== The problem ==
The required answer is the count of lines in the records that contain "AuthError", with no other text.

== Material for the task ==

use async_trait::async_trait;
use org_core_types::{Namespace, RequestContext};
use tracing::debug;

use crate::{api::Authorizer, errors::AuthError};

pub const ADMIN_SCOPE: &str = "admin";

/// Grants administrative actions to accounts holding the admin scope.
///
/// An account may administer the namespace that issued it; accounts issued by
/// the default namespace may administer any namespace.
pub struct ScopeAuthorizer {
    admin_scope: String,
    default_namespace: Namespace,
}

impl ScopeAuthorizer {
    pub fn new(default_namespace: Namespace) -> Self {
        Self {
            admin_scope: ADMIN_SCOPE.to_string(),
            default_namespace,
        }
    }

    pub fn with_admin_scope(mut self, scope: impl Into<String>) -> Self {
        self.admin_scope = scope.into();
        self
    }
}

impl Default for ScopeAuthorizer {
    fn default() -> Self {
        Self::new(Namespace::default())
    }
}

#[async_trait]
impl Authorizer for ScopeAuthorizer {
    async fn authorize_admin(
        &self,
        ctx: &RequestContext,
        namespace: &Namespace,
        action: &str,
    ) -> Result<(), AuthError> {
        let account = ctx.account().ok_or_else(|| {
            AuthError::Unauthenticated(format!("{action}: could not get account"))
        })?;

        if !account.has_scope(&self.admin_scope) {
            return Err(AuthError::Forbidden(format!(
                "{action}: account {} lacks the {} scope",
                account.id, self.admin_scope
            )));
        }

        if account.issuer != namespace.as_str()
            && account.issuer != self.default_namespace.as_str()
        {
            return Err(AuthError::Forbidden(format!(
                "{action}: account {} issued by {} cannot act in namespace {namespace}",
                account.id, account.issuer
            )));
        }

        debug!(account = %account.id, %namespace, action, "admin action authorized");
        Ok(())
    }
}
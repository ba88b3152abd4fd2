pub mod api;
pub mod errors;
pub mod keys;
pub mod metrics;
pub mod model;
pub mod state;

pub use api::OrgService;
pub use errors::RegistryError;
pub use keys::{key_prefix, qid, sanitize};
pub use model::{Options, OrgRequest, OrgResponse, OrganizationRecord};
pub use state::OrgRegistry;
* * *
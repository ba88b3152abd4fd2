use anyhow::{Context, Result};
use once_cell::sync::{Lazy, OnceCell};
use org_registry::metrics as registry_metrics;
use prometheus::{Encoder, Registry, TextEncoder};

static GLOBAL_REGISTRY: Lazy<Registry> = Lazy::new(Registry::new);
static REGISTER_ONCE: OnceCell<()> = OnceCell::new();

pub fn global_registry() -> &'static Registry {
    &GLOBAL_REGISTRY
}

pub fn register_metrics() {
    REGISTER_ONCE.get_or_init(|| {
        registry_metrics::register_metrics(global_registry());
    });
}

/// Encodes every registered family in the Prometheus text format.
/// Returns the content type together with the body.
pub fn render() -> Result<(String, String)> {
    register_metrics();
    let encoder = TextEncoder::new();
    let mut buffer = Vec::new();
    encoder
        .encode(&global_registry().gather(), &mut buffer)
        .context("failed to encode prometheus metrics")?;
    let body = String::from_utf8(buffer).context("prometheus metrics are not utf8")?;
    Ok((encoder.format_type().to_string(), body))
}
---
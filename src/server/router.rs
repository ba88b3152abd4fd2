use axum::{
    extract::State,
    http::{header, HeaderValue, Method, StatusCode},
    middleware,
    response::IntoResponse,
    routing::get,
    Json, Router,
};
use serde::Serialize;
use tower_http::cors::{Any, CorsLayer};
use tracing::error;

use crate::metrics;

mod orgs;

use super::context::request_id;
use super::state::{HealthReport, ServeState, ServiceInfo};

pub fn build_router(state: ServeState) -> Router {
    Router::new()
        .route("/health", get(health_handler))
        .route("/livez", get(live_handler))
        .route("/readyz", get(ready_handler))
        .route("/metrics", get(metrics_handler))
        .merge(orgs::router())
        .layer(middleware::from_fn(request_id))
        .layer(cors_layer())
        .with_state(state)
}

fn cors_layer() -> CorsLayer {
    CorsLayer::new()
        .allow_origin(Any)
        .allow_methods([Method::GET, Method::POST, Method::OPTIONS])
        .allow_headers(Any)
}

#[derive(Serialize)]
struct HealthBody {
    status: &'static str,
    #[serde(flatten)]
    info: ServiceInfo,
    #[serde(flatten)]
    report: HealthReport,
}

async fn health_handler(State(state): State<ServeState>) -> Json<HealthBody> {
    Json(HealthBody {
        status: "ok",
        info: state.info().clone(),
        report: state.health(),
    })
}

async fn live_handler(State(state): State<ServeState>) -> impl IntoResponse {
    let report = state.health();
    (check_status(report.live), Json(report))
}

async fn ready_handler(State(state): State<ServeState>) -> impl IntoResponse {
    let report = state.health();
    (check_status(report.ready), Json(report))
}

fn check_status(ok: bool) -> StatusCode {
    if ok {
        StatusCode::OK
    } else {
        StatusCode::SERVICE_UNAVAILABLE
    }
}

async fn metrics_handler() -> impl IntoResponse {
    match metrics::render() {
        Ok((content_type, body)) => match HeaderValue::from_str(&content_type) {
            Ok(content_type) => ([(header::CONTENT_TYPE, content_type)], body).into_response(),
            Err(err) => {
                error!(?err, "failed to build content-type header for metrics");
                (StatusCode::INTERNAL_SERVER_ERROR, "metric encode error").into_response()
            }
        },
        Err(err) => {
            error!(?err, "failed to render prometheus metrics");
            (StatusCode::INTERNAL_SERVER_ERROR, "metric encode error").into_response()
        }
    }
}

== Answer box ==
5